Saved entries:

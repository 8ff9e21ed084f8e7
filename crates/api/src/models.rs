//! Request and response types for the remote command API.

use serde::{Deserialize, Serialize};

/// How a generated command should be handled server-side.
#[derive(Debug, Clone, Copy, PartialEq, Eq, Serialize, Deserialize)]
#[serde(rename_all = "snake_case")]
pub enum ExecutionMode {
    /// Generate and explain only, never run.
    DryRun,
    /// Generate, explain, and run after local confirmation.
    Supervised,
}

#[derive(Debug, Serialize)]
pub(crate) struct LoginRequest<'a> {
    pub email: &'a str,
    pub password: &'a str,
}

#[derive(Debug, Deserialize)]
pub(crate) struct LoginResponse {
    pub token: String,
}

#[derive(Debug, Serialize)]
pub(crate) struct RegisterRequest<'a> {
    pub email: &'a str,
    pub password: &'a str,
}

#[derive(Debug, Serialize)]
pub(crate) struct CommandRequest<'a> {
    pub user_input: &'a str,
    pub execution_mode: ExecutionMode,
}

/// Token accounting attached to each command response.
#[derive(Debug, Clone, Default, Deserialize)]
pub struct TokenUsage {
    #[serde(default)]
    pub prompt_tokens: u64,
    #[serde(default)]
    pub completion_tokens: u64,
    #[serde(default)]
    pub total_tokens: u64,
}

/// A generated command with its explanation.
#[derive(Debug, Clone, Deserialize)]
pub struct CommandResponse {
    /// The shell command the API generated.
    pub action: String,
    /// Human-readable explanation of what the command does.
    pub explanation: String,
    /// Captured output, present only when the server executed the
    /// command.
    #[serde(default)]
    pub output: Option<String>,
    #[serde(default)]
    pub token_usage: TokenUsage,
}

/// Account details returned by `GET /api/account`.
#[derive(Debug, Clone, Deserialize)]
pub struct AccountInfo {
    pub email: String,
    #[serde(default)]
    pub plan: Option<String>,
    #[serde(default)]
    pub tokens_used: u64,
}

#[cfg(test)]
mod tests {
    use super::*;

    #[test]
    fn test_execution_mode_wire_form() {
        assert_eq!(
            serde_json::to_string(&ExecutionMode::DryRun).unwrap(),
            "\"dry_run\""
        );
        assert_eq!(
            serde_json::to_string(&ExecutionMode::Supervised).unwrap(),
            "\"supervised\""
        );
    }

    #[test]
    fn test_command_response_tolerates_missing_fields() {
        let json = r#"{"action": "ls", "explanation": "lists files"}"#;
        let response: CommandResponse = serde_json::from_str(json).unwrap();
        assert!(response.output.is_none());
        assert_eq!(response.token_usage.total_tokens, 0);
    }
}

Goal of the exercise
The answer must be every line from the records above that contains the word "Option", copied out.

Written solution
    pub output: Option<String>,
    pub plan: Option<String>,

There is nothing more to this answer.